Quiseram as circunstâncias que minhas andanças pelo México começassem por Querétaro, uma bela cidade, que em muitos momentos foi protagonista na história do país. De uma forma absurdamente extemporânea, a França de Napoleão III implantou Maximiliano da Áustria como Imperador do México. Apeado da presidência, Benito Juárez, apoiado pelos EUA, acabaria por vencer Maximiliano e o fuzilariam em 1867, no Cerro de Las Campanas, em Querétaro. Curioso que Benito tenha aceitado a ajuda dos norte-americanos, que haviam conquistado metade do México na guerra de 1849: Texas, Nuevo México, Arizona, California, Utah, Nevada e parte do Colorado. A bandeira do México tem no centro uma águia, mas a história mostrou que a águia do Tio Sam rapina com mais apetite.
Sob Porfirio Diaz, que comandou o país por mais de trinta anos, o México se industrializa, mas passa a depender de seu vizinho do norte. Em 1910, com o descontentamento campesino e a luta por eleições livres, Madero lidera uma revolução e em 1911 derrota Diaz. Zapata e Pancho Villa não aderem e em 1913 Madero é assassinado. Huerta assume o poder. Renuncia pouco depois e Carranza assume, mas é assassinado em 1920 e estoura a guerra civil. Como se vê o México tem uma história de violência política pra ninguém botar defeito.
Em 1917 os representantes políticos se reúnem em Querétaro e proclamam a nova constituição, que perdura até hoje. No museu local, no qual está exposto o caixão usado por Maximiliano logo após o fuzilamento, pude respirar um pouquinho da história deste grande país, marcado por enorme diversidade étnica, mas normalmente identificado com os astecas, vencidos por Hernán Cortés em 1521.
Visitar Tenochtitlan, hoje Cidade do México, por conta das atrações culturais e sua ótima culinária de rua, é um privilégio. O povo é gentil, a cidade é muito limpa e razoavelmente segura, ainda que à custa de um aparato policial ostensivo: à entrada de centros comerciais populares é comum ver agentes de segurança com submetralhadoras. Seja como for, me aventurei por todos os cantos, começando pelo Museu de Antropologia, um dos mais extraordinários que já visitei. Um banho de cultura, que mal aproveitei em decorrência de minhas lacunas, mas algo fica.
Estou a concluir a obra “A conquista da América Latina vista pelos índios”, do antropólogo Miguel Leon Portilla, que também recuperou uma antologia poética na língua náuhatl. Versos ingênuos, ressuscitados por pesquisadores de várias áreas. Astecas e Maias não tinham escrita, apenas representações pictóricas ou glifos, que de alguma forma nos remetem aos hieroglifos.

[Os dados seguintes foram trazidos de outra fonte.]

//! Landmark positions and the shared landmark table.
//!
//! A landmark is a network host at a known location. The table is loaded
//! once from the `hosts` table and shared read-only across workers.

use std::collections::HashMap;
use std::net::Ipv4Addr;

/// A landmark host with a known position.
///
/// `ilabel` is the numeric sub-label derived from the trailing digits of
/// the human label (`"ripe-anchor-17"` yields 17), or −1 when the label
/// carries no numeric suffix. It is the lowest-priority calibration lookup
/// key after the IPv4 address and the full label.
#[derive(Debug, Clone, PartialEq)]
pub struct LandmarkPosition {
    pub ipv4: Ipv4Addr,
    pub label: String,
    pub ilabel: i64,
    /// Longitude in degrees WGS-84, wrapped into (−180, 180].
    pub lon: f64,
    /// Latitude in degrees WGS-84, never exactly ±90.
    pub lat: f64,
    pub country: Option<String>,
    pub asn: Option<i64>,
}

impl LandmarkPosition {
    /// Build a landmark, deriving `ilabel` from the label suffix and
    /// wrapping the longitude.
    pub fn new(ipv4: Ipv4Addr, label: impl Into<String>, lon: f64, lat: f64) -> Self {
        let label = label.into();
        let ilabel = numeric_sublabel(&label);
        Self {
            ipv4,
            label,
            ilabel,
            lon: wrap_longitude(lon),
            lat,
            country: None,
            asn: None,
        }
    }
}

/// Parse the numeric sub-label from a host label's trailing digits.
///
/// Returns −1 when the label does not end in a digit.
pub fn numeric_sublabel(label: &str) -> i64 {
    let digits: String = label
        .chars()
        .rev()
        .take_while(|c| c.is_ascii_digit())
        .collect::<Vec<_>>()
        .into_iter()
        .rev()
        .collect();
    if digits.is_empty() {
        return -1;
    }
    digits.parse().unwrap_or(-1)
}

/// Wrap a longitude into (−180, 180].
pub fn wrap_longitude(lon: f64) -> f64 {
    let mut wrapped = (lon + 180.0).rem_euclid(360.0) - 180.0;
    if wrapped == -180.0 {
        wrapped = 180.0;
    }
    wrapped
}

/// Read-only map of all known landmarks, keyed by IPv4 address.
#[derive(Debug, Clone, Default)]
pub struct LandmarkTable {
    entries: HashMap<Ipv4Addr, LandmarkPosition>,
}

impl LandmarkTable {
    pub fn new() -> Self {
        Self::default()
    }

    /// Insert a landmark, replacing any previous entry for the address.
    pub fn insert(&mut self, landmark: LandmarkPosition) {
        self.entries.insert(landmark.ipv4, landmark);
    }

    pub fn get(&self, addr: &Ipv4Addr) -> Option<&LandmarkPosition> {
        self.entries.get(addr)
    }

    pub fn iter(&self) -> impl Iterator<Item = &LandmarkPosition> {
        self.entries.values()
    }

    pub fn len(&self) -> usize {
        self.entries.len()
    }

    pub fn is_empty(&self) -> bool {
        self.entries.is_empty()
    }
}

impl FromIterator<LandmarkPosition> for LandmarkTable {
    fn from_iter<I: IntoIterator<Item = LandmarkPosition>>(iter: I) -> Self {
        let mut table = Self::new();
        for lm in iter {
            table.insert(lm);
        }
        table
    }
}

O livro mencionado confirma que Montezuma ficou inseguro quando soube da chegada dos europeus. Tivera inúmeros presságios funestos e chegou a pensar em fugir. Quando encontra Hernán Cortés o presenteia e tudo indica que o tratou como se Hernán fosse Quetzalcoátl, uma divindade asteca. Cortés se faz de rogado, tranquiliza Montezuma e não desmente.
Além da posse de cavalos, indumentária guerreira e canhões, o hábil Cortés estabelecera uma aliança com um povo inimigo dos astecas, os tlaxcaltecas, que viviam sob o jugo de Tenochtitlan. Mais uma vez a história revela como fica mais fácil derrotar um território invadido se a discórdia estiver semeada, aproveitando, com astúcia, a cizânia. Os tlaxcaltecas colaboram imaginando-se aliados dos espanhóis, não como seus súditos.
É muito comum atacar os espanhóis e a Igreja pelo que aconteceria com a cultura aborígene, mas devo confessar que tudo que tenho visto de mais belo – como as construções sólidas de dois pisos e seus balcões, templos, escolas e seminários católicos, arrestados em alguns períodos da história pela Ilustración,- tem identificação com os espanhóis e com a Igreja.
Os aborígenes, visivelmente pobres, seguem nas ruas, vendendo seus produtos. O Estado laico não os incorporou, como prometera. Quanto à economia, o México vive um período de alguma estabilidade, beneficiando-se da Alca e do Tratado de Livre Comércio da América do Norte, mas segue dependendo de investimentos estrangeiros. Que aqui aportam como sacerdotes do evangelho da prosperidade. Em certo sentido Cortés está de volta.